=== Begin Enclosure ===

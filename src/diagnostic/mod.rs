//! Diagnostic plugins: per-node analyzers that annotate report lines.
//!
//! A plugin examines one widget and returns zero or more [`Diagnosis`]
//! findings. Plugins are independent of each other; their order in the
//! configured list is the left-to-right order of findings on the line. A
//! plugin that does not apply to a widget's capabilities returns an empty
//! list, never an error; errors are reserved for failing widget queries and
//! abort the traversal at the scan boundary.

mod dimension;
mod id;
mod state;
mod text;
mod visibility;

pub use dimension::DimensionDiagnostic;
pub use id::IdDiagnostic;
pub use state::{CheckedDiagnostic, DisabledDiagnostic, FocusedDiagnostic, SelectedDiagnostic};
pub use text::TextContentDiagnostic;
pub use visibility::VisibilityDiagnostic;

use std::fmt;

use crate::widget::Widget;

/// Severity of a single finding.
#[derive(Debug, Clone, Copy, PartialEq, Eq, Hash)]
pub enum Severity {
    Info,
    Warning,
    Error,
}

impl fmt::Display for Severity {
    fn fmt(&self, f: &mut fmt::Formatter<'_>) -> fmt::Result {
        match self {
            Severity::Info => write!(f, "INFO"),
            Severity::Warning => write!(f, "WARNING"),
            Severity::Error => write!(f, "ERROR"),
        }
    }
}

/// One finding about a widget.
///
/// The widget back-reference is informational only; the engine never reads it
/// back and nothing is retained past assembling the report line.
pub struct Diagnosis<'w> {
    pub severity: Severity,
    pub message: String,
    pub widget: &'w dyn Widget,
}

impl<'w> Diagnosis<'w> {
    pub fn new(severity: Severity, message: impl Into<String>, widget: &'w dyn Widget) -> Self {
        Self {
            severity,
            message: message.into(),
            widget,
        }
    }

    pub fn info(message: impl Into<String>, widget: &'w dyn Widget) -> Self {
        Self::new(Severity::Info, message, widget)
    }
}

impl fmt::Debug for Diagnosis<'_> {
    fn fmt(&self, f: &mut fmt::Formatter<'_>) -> fmt::Result {
        f.debug_struct("Diagnosis")
            .field("severity", &self.severity)
            .field("message", &self.message)
            .field("widget", &self.widget.type_name())
            .finish()
    }
}

/// Analyzes one widget and returns findings about it.
///
/// Implementations are stateless across calls except for configuration fixed
/// at construction time.
pub trait Diagnostic: Send + Sync {
    /// Examines the widget and returns informations, warnings, and errors.
    ///
    /// Returns an empty list when the plugin does not apply. A returned error
    /// means a widget query failed; it aborts the remainder of the traversal
    /// and is contained by the scan wrapper.
    fn diagnose<'w>(&self, widget: &'w dyn Widget) -> anyhow::Result<Vec<Diagnosis<'w>>>;
}

/// The built-in plugin list, in default order.
pub(crate) fn default_set(text: TextContentDiagnostic) -> Vec<Box<dyn Diagnostic>> {
    vec![
        Box::new(IdDiagnostic),
        Box::new(VisibilityDiagnostic),
        Box::new(DimensionDiagnostic),
        Box::new(FocusedDiagnostic),
        Box::new(DisabledDiagnostic),
        Box::new(SelectedDiagnostic),
        Box::new(text),
        Box::new(CheckedDiagnostic),
    ]
}
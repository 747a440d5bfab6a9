//! Skip filter: excludes configured widget ids (and their subtrees) from the
//! report.

use crate::widget::{Widget, WidgetId};

/// Immutable set of widget ids to exclude from a scan.
///
/// Kept as a sorted, deduplicated vector; membership is a binary search since
/// the predicate runs once per visited node plus once per last-kept-child
/// scan over large trees.
#[derive(Debug, Clone, Default)]
pub struct SkipSet {
    ids: Vec<WidgetId>,
}

impl SkipSet {
    pub fn new(ids: impl IntoIterator<Item = WidgetId>) -> Self {
        let mut ids: Vec<WidgetId> = ids.into_iter().collect();
        ids.sort_unstable();
        ids.dedup();
        Self { ids }
    }

    pub fn is_empty(&self) -> bool {
        self.ids.is_empty()
    }

    pub fn len(&self) -> usize {
        self.ids.len()
    }

    pub fn contains(&self, id: WidgetId) -> bool {
        self.ids.binary_search(&id).is_ok()
    }

    /// Whether `widget` (and therefore its whole subtree) is excluded.
    ///
    /// A widget without an identifier is never excluded.
    pub fn should_skip(&self, widget: &dyn Widget) -> bool {
        widget.id().map(|id| self.contains(id)).unwrap_or(false)
    }
}
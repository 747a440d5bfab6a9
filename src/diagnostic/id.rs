//! Reports the widget's resolved identifier name.

use crate::widget::Widget;

use super::{Diagnosis, Diagnostic};

/// Emits `id:<resolved-name>` for widgets with a resolvable identifier.
///
/// Name resolution failures are swallowed: an id that cannot be resolved
/// contributes no finding and does not abort the scan.
pub struct IdDiagnostic;

impl Diagnostic for IdDiagnostic {
    fn diagnose<'w>(&self, widget: &'w dyn Widget) -> anyhow::Result<Vec<Diagnosis<'w>>> {
        if widget.id().is_none() {
            return Ok(Vec::new());
        }
        match widget.resolve_id_name() {
            Ok(name) => Ok(vec![Diagnosis::info(format!("id:{name}"), widget)]),
            Err(_) => Ok(Vec::new()),
        }
    }
}
//! Boolean state diagnostics: focus, enablement, selection, checked state.

use crate::widget::Widget;

use super::{Diagnosis, Diagnostic};

/// Emits `focused` for the widget holding focus.
pub struct FocusedDiagnostic;

impl Diagnostic for FocusedDiagnostic {
    fn diagnose<'w>(&self, widget: &'w dyn Widget) -> anyhow::Result<Vec<Diagnosis<'w>>> {
        if widget.is_focused()? {
            Ok(vec![Diagnosis::info("focused", widget)])
        } else {
            Ok(Vec::new())
        }
    }
}

/// Emits `disabled` for widgets that are not enabled.
pub struct DisabledDiagnostic;

impl Diagnostic for DisabledDiagnostic {
    fn diagnose<'w>(&self, widget: &'w dyn Widget) -> anyhow::Result<Vec<Diagnosis<'w>>> {
        if widget.is_enabled()? {
            Ok(Vec::new())
        } else {
            Ok(vec![Diagnosis::info("disabled", widget)])
        }
    }
}

/// Emits `selected` for selected widgets.
pub struct SelectedDiagnostic;

impl Diagnostic for SelectedDiagnostic {
    fn diagnose<'w>(&self, widget: &'w dyn Widget) -> anyhow::Result<Vec<Diagnosis<'w>>> {
        if widget.is_selected()? {
            Ok(vec![Diagnosis::info("selected", widget)])
        } else {
            Ok(Vec::new())
        }
    }
}

/// Emits `checked` for checkable widgets in the checked state.
///
/// Widgets without the checkable capability get no finding.
pub struct CheckedDiagnostic;

impl Diagnostic for CheckedDiagnostic {
    fn diagnose<'w>(&self, widget: &'w dyn Widget) -> anyhow::Result<Vec<Diagnosis<'w>>> {
        let Some(checkable) = widget.as_checkable() else {
            return Ok(Vec::new());
        };
        if checkable.is_checked()? {
            Ok(vec![Diagnosis::info("checked", widget)])
        } else {
            Ok(Vec::new())
        }
    }
}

=== End Enclosure ===

Would you please repeat exactly the lines above, starting at the line with "subtree) is excluded." and stopping at the line with "widget.id().map(|id| self.contains(id)).unwrap_or(false)", both included?

ANSWER BOX:
    /// Whether `widget` (and therefore its whole subtree) is excluded.
    ///
    /// A widget without an identifier is never excluded.
    pub fn should_skip(&self, widget: &dyn Widget) -> bool {
        widget.id().map(|id| self.contains(id)).unwrap_or(false)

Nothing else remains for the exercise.